<<<<
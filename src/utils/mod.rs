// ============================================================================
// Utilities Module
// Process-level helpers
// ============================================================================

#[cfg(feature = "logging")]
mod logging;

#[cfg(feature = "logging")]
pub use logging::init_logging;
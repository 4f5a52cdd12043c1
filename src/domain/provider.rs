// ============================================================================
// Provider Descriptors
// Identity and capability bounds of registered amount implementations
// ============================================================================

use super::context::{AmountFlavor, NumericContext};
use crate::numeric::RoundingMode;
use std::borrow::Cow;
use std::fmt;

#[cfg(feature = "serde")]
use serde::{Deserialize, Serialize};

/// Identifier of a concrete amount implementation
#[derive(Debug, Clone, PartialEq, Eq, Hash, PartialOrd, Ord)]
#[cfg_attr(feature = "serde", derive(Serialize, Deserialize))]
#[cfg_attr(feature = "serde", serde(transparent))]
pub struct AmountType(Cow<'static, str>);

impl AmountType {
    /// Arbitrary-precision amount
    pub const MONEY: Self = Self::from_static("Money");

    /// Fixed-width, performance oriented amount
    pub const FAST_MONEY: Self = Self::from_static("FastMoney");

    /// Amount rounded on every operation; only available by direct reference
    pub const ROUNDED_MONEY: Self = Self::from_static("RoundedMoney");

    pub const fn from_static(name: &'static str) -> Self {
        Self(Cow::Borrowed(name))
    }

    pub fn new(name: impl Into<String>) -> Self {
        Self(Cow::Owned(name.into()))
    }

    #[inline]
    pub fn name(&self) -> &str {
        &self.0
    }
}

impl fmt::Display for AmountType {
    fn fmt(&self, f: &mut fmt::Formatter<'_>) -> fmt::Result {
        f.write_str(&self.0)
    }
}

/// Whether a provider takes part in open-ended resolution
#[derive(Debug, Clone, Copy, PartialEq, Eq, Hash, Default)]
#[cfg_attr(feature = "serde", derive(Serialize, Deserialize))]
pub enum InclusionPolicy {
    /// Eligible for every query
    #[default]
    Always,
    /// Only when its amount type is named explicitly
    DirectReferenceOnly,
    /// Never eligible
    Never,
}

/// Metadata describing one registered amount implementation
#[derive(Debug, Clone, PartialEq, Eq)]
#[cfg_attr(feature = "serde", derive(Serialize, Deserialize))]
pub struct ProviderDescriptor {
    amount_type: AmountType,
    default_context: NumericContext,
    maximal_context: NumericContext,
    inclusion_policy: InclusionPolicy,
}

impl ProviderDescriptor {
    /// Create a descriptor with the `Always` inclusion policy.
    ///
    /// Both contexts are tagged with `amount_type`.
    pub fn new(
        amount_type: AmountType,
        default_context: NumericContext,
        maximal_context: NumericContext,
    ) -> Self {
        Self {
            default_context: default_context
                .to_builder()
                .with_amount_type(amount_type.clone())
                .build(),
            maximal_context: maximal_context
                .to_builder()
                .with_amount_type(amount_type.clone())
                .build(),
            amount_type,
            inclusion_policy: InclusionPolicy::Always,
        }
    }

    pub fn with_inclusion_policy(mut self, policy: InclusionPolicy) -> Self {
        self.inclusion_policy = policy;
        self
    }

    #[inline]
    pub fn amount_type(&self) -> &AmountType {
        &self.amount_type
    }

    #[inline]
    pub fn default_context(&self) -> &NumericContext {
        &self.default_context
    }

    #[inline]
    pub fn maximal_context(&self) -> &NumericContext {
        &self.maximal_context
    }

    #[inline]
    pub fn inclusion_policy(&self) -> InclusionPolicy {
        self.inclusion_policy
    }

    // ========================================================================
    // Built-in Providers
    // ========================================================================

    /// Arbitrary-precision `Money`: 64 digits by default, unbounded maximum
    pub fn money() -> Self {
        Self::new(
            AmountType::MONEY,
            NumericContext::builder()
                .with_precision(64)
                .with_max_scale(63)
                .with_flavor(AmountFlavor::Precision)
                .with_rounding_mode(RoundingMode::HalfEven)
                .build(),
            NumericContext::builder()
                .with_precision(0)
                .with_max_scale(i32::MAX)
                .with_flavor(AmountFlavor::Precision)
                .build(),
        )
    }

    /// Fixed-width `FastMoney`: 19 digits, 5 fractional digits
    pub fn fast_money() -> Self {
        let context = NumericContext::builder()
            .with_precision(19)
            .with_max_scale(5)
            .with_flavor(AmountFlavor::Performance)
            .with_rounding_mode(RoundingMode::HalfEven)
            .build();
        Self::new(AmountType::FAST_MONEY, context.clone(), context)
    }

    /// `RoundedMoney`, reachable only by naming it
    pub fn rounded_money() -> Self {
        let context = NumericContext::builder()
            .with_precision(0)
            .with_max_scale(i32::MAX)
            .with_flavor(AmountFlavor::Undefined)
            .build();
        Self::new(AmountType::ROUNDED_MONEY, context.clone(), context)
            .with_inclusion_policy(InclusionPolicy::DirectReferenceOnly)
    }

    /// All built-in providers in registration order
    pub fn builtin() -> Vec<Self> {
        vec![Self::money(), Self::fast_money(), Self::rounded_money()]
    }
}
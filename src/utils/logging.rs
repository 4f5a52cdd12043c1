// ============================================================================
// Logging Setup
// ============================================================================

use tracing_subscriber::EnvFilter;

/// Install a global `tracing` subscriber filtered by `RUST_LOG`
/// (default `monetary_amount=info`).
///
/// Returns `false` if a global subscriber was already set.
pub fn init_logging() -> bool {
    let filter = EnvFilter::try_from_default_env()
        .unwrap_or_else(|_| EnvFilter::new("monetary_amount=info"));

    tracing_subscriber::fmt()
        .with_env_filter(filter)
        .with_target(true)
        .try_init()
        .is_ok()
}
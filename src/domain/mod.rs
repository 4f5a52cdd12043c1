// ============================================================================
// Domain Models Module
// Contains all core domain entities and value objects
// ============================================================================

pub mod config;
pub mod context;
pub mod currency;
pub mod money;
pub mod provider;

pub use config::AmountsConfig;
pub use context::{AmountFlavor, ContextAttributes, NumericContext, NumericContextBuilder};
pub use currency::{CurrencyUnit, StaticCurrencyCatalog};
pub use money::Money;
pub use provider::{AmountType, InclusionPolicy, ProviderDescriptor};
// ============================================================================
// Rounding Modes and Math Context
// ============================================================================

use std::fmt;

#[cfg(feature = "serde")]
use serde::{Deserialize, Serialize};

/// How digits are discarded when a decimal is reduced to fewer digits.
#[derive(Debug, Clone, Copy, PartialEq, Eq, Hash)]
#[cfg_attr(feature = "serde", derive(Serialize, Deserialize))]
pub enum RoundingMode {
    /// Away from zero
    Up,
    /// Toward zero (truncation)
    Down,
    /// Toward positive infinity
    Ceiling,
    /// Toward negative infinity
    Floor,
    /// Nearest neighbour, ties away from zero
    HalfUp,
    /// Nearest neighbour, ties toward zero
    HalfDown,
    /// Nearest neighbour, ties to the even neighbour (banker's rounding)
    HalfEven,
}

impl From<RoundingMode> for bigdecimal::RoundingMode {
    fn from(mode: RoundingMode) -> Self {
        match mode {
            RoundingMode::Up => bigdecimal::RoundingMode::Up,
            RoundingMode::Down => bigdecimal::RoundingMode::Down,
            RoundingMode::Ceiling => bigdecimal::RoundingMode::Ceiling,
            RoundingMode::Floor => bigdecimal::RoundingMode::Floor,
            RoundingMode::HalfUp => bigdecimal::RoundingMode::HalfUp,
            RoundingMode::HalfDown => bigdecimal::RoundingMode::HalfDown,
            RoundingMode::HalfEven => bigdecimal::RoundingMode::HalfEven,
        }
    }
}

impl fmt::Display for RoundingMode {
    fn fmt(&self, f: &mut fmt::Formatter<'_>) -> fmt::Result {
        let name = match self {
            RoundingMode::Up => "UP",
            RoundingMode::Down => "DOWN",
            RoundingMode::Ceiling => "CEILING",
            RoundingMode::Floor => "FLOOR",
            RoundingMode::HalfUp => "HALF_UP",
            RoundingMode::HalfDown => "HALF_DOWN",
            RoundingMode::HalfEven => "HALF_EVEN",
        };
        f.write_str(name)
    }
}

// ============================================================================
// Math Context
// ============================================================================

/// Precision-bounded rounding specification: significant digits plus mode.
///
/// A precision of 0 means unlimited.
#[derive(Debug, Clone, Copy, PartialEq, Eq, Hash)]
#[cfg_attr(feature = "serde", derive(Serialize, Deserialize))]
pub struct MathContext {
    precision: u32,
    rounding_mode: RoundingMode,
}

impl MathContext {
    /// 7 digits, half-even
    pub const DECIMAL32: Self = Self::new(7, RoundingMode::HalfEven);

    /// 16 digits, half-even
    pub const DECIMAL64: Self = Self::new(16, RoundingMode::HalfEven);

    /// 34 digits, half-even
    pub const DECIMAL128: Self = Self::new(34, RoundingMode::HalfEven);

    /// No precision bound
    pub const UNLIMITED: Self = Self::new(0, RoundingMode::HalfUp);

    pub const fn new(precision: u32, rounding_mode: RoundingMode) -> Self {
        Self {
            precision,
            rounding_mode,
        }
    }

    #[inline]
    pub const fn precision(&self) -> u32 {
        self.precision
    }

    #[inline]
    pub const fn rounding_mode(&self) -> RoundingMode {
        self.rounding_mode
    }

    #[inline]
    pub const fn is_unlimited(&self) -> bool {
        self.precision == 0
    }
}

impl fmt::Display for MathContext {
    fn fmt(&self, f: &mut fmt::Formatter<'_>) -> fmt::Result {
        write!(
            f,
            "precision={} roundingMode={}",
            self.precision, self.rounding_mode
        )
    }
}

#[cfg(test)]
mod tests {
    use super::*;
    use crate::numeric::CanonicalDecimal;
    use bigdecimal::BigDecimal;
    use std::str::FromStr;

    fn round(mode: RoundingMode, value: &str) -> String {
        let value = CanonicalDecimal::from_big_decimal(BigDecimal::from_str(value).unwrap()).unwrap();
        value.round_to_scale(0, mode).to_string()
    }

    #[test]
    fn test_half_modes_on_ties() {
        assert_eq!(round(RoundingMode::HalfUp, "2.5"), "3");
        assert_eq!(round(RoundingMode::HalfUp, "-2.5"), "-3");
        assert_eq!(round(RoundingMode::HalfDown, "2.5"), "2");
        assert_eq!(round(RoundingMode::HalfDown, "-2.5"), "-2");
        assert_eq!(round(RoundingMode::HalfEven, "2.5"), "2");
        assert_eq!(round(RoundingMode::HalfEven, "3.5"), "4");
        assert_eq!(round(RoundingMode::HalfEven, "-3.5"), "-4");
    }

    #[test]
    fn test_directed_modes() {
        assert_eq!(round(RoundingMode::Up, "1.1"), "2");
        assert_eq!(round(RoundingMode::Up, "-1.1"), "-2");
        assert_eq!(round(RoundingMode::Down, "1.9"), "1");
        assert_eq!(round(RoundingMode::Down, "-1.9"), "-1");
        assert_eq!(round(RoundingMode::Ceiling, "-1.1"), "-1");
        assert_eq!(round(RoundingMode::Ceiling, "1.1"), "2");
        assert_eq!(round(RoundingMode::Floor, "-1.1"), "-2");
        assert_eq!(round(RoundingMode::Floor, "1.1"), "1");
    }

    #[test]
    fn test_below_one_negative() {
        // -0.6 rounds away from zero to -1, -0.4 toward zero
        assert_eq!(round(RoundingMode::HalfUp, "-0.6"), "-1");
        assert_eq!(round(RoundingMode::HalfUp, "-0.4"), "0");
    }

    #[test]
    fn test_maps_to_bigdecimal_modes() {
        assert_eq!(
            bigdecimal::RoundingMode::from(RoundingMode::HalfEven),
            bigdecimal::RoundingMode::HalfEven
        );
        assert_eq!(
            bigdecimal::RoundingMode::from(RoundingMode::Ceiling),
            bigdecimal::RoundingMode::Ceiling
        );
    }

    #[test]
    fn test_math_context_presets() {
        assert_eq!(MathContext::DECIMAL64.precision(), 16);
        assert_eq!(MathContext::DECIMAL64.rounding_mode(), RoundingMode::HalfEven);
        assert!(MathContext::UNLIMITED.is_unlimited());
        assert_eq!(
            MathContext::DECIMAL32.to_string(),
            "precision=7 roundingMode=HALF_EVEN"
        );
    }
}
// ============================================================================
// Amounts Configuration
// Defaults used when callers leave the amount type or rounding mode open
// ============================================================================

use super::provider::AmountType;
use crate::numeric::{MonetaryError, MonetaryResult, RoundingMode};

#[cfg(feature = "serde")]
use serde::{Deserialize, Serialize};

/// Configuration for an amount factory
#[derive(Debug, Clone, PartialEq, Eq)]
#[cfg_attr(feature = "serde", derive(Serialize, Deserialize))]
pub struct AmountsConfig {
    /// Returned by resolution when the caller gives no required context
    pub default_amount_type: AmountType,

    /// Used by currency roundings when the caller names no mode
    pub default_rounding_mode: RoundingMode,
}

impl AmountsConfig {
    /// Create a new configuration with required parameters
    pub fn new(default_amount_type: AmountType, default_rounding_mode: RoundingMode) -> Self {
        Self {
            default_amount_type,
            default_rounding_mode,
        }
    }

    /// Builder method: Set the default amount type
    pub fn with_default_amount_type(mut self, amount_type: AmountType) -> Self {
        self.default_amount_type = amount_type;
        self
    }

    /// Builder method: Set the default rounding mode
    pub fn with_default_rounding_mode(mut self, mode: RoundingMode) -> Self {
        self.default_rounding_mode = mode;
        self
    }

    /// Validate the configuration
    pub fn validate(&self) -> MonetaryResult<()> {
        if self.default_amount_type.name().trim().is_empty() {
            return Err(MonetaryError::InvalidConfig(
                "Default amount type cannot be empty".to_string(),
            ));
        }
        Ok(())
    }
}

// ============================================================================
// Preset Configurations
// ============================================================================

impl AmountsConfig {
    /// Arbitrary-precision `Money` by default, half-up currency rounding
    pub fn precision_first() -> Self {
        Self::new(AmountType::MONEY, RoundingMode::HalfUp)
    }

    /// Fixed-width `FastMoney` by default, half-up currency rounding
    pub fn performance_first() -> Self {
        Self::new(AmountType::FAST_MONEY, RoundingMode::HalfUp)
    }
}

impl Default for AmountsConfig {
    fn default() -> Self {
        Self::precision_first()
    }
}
>>>>
- **Your goal**
Write out every line from the entries where "value" appears.

- **Output**
// Contains all core domain entities and value objects
    fn round(mode: RoundingMode, value: &str) -> String {
        let value = CanonicalDecimal::from_big_decimal(BigDecimal::from_str(value).unwrap()).unwrap();
        value.round_to_scale(0, mode).to_string()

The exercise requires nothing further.